Just that fast, it was gone. Pete curled against him. "You're mine," he murmured. "You don't have to ask."

"I kind of do," Patrick said, petting Pete's hair. "It's polite. We—Pete?"

But Pete was already dozing against his chest, come-sticky and skin prickling in the post-sex chill. Patrick sighed to himself and drew the blanket up over their shoulders.

*

Just before midnight, Patrick got out of bed and started looking for his pants. He could always vanish them and create new ones, but that sort of thing was a waste of energy, and he only had so much to spare while he was h—

From behind him, Pete said, "'s midnight already?"

Patrick stopped for a second, then bent to pick up his jeans. "Yes." He put them on and turned back towards Pete.

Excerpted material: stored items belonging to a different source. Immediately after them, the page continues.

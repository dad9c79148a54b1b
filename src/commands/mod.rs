//! Module command set
//!
//! The E32 is configured over the same UART that carries radio payloads.
//! Commands are only recognised in program mode (M0 and M1 high); in any
//! other mode every byte written is treated as payload.
//!
//! # Command Execution
//! - Switch to program mode and wait for AUX to go high
//! - Drop anything left in the receive buffer
//! - Send the command byte three times
//! - Read the fixed 6-byte response, if the command has one
//! - Check the response head before trusting the content
//! - Switch back to normal mode
//!
//! # Important Notes
//! - The module never acknowledges a parameter write or a reset
//! - AUX is low while the module is busy; without AUX, fixed delays are used
//! - Stale bytes in the host's receive buffer shift the response; always
//!   drain before issuing a command

mod programming;

pub use programming::*;
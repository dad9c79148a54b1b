//! Speed register (parameter block byte 3)
//!
//! Packs the serial link settings between the host and the module together
//! with the over-the-air data rate:
//!
//! | Bits | Field |
//! |---|---|
//! | 7:6 | UART parity |
//! | 5:3 | UART baud rate |
//! | 2:0 | Air data rate |
//!
//! Both ends of a radio link must use the same air data rate. The UART
//! settings only concern the wire between the host and the module.

use crate::FieldError;

/// UART parity setting
#[derive(Debug, Clone, Copy, PartialEq, Eq, Default)]
#[cfg_attr(feature = "defmt", derive(defmt::Format))]
pub enum Parity {
    /// 8 data bits, no parity, 1 stop bit (factory default)
    #[default]
    None8N1 = 0b00,
    /// 8 data bits, odd parity, 1 stop bit
    Odd8O1 = 0b01,
    /// 8 data bits, even parity, 1 stop bit
    Even8E1 = 0b10,
    /// Same as [`Parity::None8N1`]
    None8N1Alt = 0b11,
}

impl Parity {
    fn from_bits(bits: u8) -> Self {
        match bits & 0b11 {
            0b00 => Self::None8N1,
            0b01 => Self::Odd8O1,
            0b10 => Self::Even8E1,
            _ => Self::None8N1Alt,
        }
    }
}

impl TryFrom<u8> for Parity {
    type Error = FieldError;

    fn try_from(value: u8) -> Result<Self, Self::Error> {
        if value > 0b11 {
            return Err(FieldError::InvalidValue(value));
        }
        Ok(Self::from_bits(value))
    }
}

/// UART baud rate between host and module
#[derive(Debug, Clone, Copy, PartialEq, Eq, Default)]
#[cfg_attr(feature = "defmt", derive(defmt::Format))]
pub enum UartBaudRate {
    #[default]
    Baud1200 = 0b000,
    Baud2400 = 0b001,
    Baud4800 = 0b010,
    /// Factory default
    Baud9600 = 0b011,
    Baud19200 = 0b100,
    Baud38400 = 0b101,
    Baud57600 = 0b110,
    Baud115200 = 0b111,
}

impl UartBaudRate {
    fn from_bits(bits: u8) -> Self {
        match bits & 0b111 {
            0b000 => Self::Baud1200,
            0b001 => Self::Baud2400,
            0b010 => Self::Baud4800,
            0b011 => Self::Baud9600,
            0b100 => Self::Baud19200,
            0b101 => Self::Baud38400,
            0b110 => Self::Baud57600,
            _ => Self::Baud115200,
        }
    }

    /// Line rate in bits per second
    pub fn bits_per_second(self) -> u32 {
        match self {
            Self::Baud1200 => 1_200,
            Self::Baud2400 => 2_400,
            Self::Baud4800 => 4_800,
            Self::Baud9600 => 9_600,
            Self::Baud19200 => 19_200,
            Self::Baud38400 => 38_400,
            Self::Baud57600 => 57_600,
            Self::Baud115200 => 115_200,
        }
    }
}

impl TryFrom<u8> for UartBaudRate {
    type Error = FieldError;

    fn try_from(value: u8) -> Result<Self, Self::Error> {
        if value > 0b111 {
            return Err(FieldError::InvalidValue(value));
        }
        Ok(Self::from_bits(value))
    }
}

/// Over-the-air data rate
///
/// Lower rates reach further. The three top encodings all select 19.2 kbps.
#[derive(Debug, Clone, Copy, PartialEq, Eq, Default)]
#[cfg_attr(feature = "defmt", derive(defmt::Format))]
pub enum AirDataRate {
    #[default]
    Bps300 = 0b000,
    Bps1200 = 0b001,
    /// Factory default
    Bps2400 = 0b010,
    Bps4800 = 0b011,
    Bps9600 = 0b100,
    Bps19200 = 0b101,
    Bps19200Alt6 = 0b110,
    Bps19200Alt7 = 0b111,
}

impl AirDataRate {
    fn from_bits(bits: u8) -> Self {
        match bits & 0b111 {
            0b000 => Self::Bps300,
            0b001 => Self::Bps1200,
            0b010 => Self::Bps2400,
            0b011 => Self::Bps4800,
            0b100 => Self::Bps9600,
            0b101 => Self::Bps19200,
            0b110 => Self::Bps19200Alt6,
            _ => Self::Bps19200Alt7,
        }
    }

    /// Air rate in bits per second
    pub fn bits_per_second(self) -> u32 {
        match self {
            Self::Bps300 => 300,
            Self::Bps1200 => 1_200,
            Self::Bps2400 => 2_400,
            Self::Bps4800 => 4_800,
            Self::Bps9600 => 9_600,
            Self::Bps19200 | Self::Bps19200Alt6 | Self::Bps19200Alt7 => 19_200,
        }
    }
}

impl TryFrom<u8> for AirDataRate {
    type Error = FieldError;

    fn try_from(value: u8) -> Result<Self, Self::Error> {
        if value > 0b111 {
            return Err(FieldError::InvalidValue(value));
        }
        Ok(Self::from_bits(value))
    }
}

/// Decoded speed register
///
/// The packed byte is computed from the fields on demand, so it is always
/// the canonical packing of the current settings.
#[derive(Debug, Clone, Copy, PartialEq, Eq, Default)]
#[cfg_attr(feature = "defmt", derive(defmt::Format))]
pub struct Speed {
    /// UART parity (bits 7:6)
    pub parity: Parity,
    /// UART baud rate (bits 5:3)
    pub uart_baud: UartBaudRate,
    /// Air data rate (bits 2:0)
    pub air_data_rate: AirDataRate,
}

impl From<u8> for Speed {
    fn from(byte: u8) -> Self {
        Self {
            parity: Parity::from_bits(byte >> 6),
            uart_baud: UartBaudRate::from_bits(byte >> 3),
            air_data_rate: AirDataRate::from_bits(byte),
        }
    }
}

impl From<Speed> for u8 {
    fn from(speed: Speed) -> Self {
        ((speed.parity as u8) << 6) | ((speed.uart_baud as u8) << 3) | speed.air_data_rate as u8
    }
}
//! Options register (parameter block byte 5)
//!
//! | Bits | Field |
//! |---|---|
//! | 7 | Fixed transmission enable |
//! | 6 | IO drive mode |
//! | 5:3 | Wireless wake-up time |
//! | 2 | Forward error correction |
//! | 1:0 | Transmit power |

use crate::FieldError;

/// Transmission addressing mode
#[derive(Debug, Clone, Copy, PartialEq, Eq, Default)]
#[cfg_attr(feature = "defmt", derive(defmt::Format))]
pub enum TransmissionMode {
    /// Payload is broadcast to every module on the same address and channel
    #[default]
    Transparent = 0,
    /// The first three payload bytes select the target address and channel
    Fixed = 1,
}

/// Drive mode of the TXD and AUX outputs (and RXD pull-up)
#[derive(Debug, Clone, Copy, PartialEq, Eq, Default)]
#[cfg_attr(feature = "defmt", derive(defmt::Format))]
pub enum IoDriveMode {
    #[default]
    OpenCollector = 0,
    /// TXD and AUX push-pull, RXD pull-up (factory default)
    PushPull = 1,
}

/// Wake-up preamble length used in wake-up mode
///
/// The receiver must use the same value as the transmitter.
#[derive(Debug, Clone, Copy, PartialEq, Eq, Default)]
#[cfg_attr(feature = "defmt", derive(defmt::Format))]
pub enum WakeupTime {
    /// Factory default
    #[default]
    Ms250 = 0b000,
    Ms500 = 0b001,
    Ms750 = 0b010,
    Ms1000 = 0b011,
    Ms1250 = 0b100,
    Ms1500 = 0b101,
    Ms1750 = 0b110,
    Ms2000 = 0b111,
}

impl WakeupTime {
    fn from_bits(bits: u8) -> Self {
        match bits & 0b111 {
            0b000 => Self::Ms250,
            0b001 => Self::Ms500,
            0b010 => Self::Ms750,
            0b011 => Self::Ms1000,
            0b100 => Self::Ms1250,
            0b101 => Self::Ms1500,
            0b110 => Self::Ms1750,
            _ => Self::Ms2000,
        }
    }

    /// Wake-up time in milliseconds
    pub fn millis(self) -> u32 {
        250 * (self as u32 + 1)
    }
}

impl TryFrom<u8> for WakeupTime {
    type Error = FieldError;

    fn try_from(value: u8) -> Result<Self, Self::Error> {
        if value > 0b111 {
            return Err(FieldError::InvalidValue(value));
        }
        Ok(Self::from_bits(value))
    }
}

/// Forward error correction switch
#[derive(Debug, Clone, Copy, PartialEq, Eq, Default)]
#[cfg_attr(feature = "defmt", derive(defmt::Format))]
pub enum ForwardErrorCorrection {
    #[default]
    Off = 0,
    /// Factory default
    On = 1,
}

/// Transmit power level
///
/// Absolute output depends on the module variant; for 100 mW parts the
/// levels are 20, 17, 14 and 10 dBm.
#[derive(Debug, Clone, Copy, PartialEq, Eq, Default)]
#[cfg_attr(feature = "defmt", derive(defmt::Format))]
pub enum TransmitPower {
    /// Factory default
    #[default]
    Full = 0b00,
    High = 0b01,
    Medium = 0b10,
    Low = 0b11,
}

impl TransmitPower {
    fn from_bits(bits: u8) -> Self {
        match bits & 0b11 {
            0b00 => Self::Full,
            0b01 => Self::High,
            0b10 => Self::Medium,
            _ => Self::Low,
        }
    }
}

impl TryFrom<u8> for TransmitPower {
    type Error = FieldError;

    fn try_from(value: u8) -> Result<Self, Self::Error> {
        if value > 0b11 {
            return Err(FieldError::InvalidValue(value));
        }
        Ok(Self::from_bits(value))
    }
}

/// Decoded options register
#[derive(Debug, Clone, Copy, PartialEq, Eq, Default)]
#[cfg_attr(feature = "defmt", derive(defmt::Format))]
pub struct Options {
    /// Transparent or fixed transmission (bit 7)
    pub transmission_mode: TransmissionMode,
    /// Output drive / pull-up mode (bit 6)
    pub io_drive: IoDriveMode,
    /// Wake-up time (bits 5:3)
    pub wakeup_time: WakeupTime,
    /// FEC switch (bit 2)
    pub fec: ForwardErrorCorrection,
    /// Transmit power (bits 1:0)
    pub power: TransmitPower,
}

impl From<u8> for Options {
    fn from(byte: u8) -> Self {
        Self {
            transmission_mode: if byte & 0x80 != 0 {
                TransmissionMode::Fixed
            } else {
                TransmissionMode::Transparent
            },
            io_drive: if byte & 0x40 != 0 {
                IoDriveMode::PushPull
            } else {
                IoDriveMode::OpenCollector
            },
            wakeup_time: WakeupTime::from_bits(byte >> 3),
            fec: if byte & 0x04 != 0 {
                ForwardErrorCorrection::On
            } else {
                ForwardErrorCorrection::Off
            },
            power: TransmitPower::from_bits(byte),
        }
    }
}

impl From<Options> for u8 {
    fn from(options: Options) -> Self {
        ((options.transmission_mode as u8) << 7)
            | ((options.io_drive as u8) << 6)
            | ((options.wakeup_time as u8) << 3)
            | ((options.fec as u8) << 2)
            | options.power as u8
    }
}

"Dammit." Pete sighed and sat up, bleary-eyed. "I hate this."

Sleep hadn't been the distraction he'd hoped for. Patrick cursed inside. "You say that every time, as if I'm eager to leave." His voice was sharper again. "You're not the only one unhappy about this, you know." He fumbled himself into his jeans. "You get to stay here and have a life. I get to go back for – for whatever mindless reason I was chosen—"

"Patrick—"

"—and see the same little human dramas played out over and over again, unceasing, unchanging—"

"Patrick!" Pete reached out and gave his shoulders a little shake. "I'm sorry, okay? I wasn't trying to be rude, and I didn't mean to yell."

Patrick looked at him. After a few seconds, the tension started leaching out of him. "Neither did I," he said quietly. "I'm sorry."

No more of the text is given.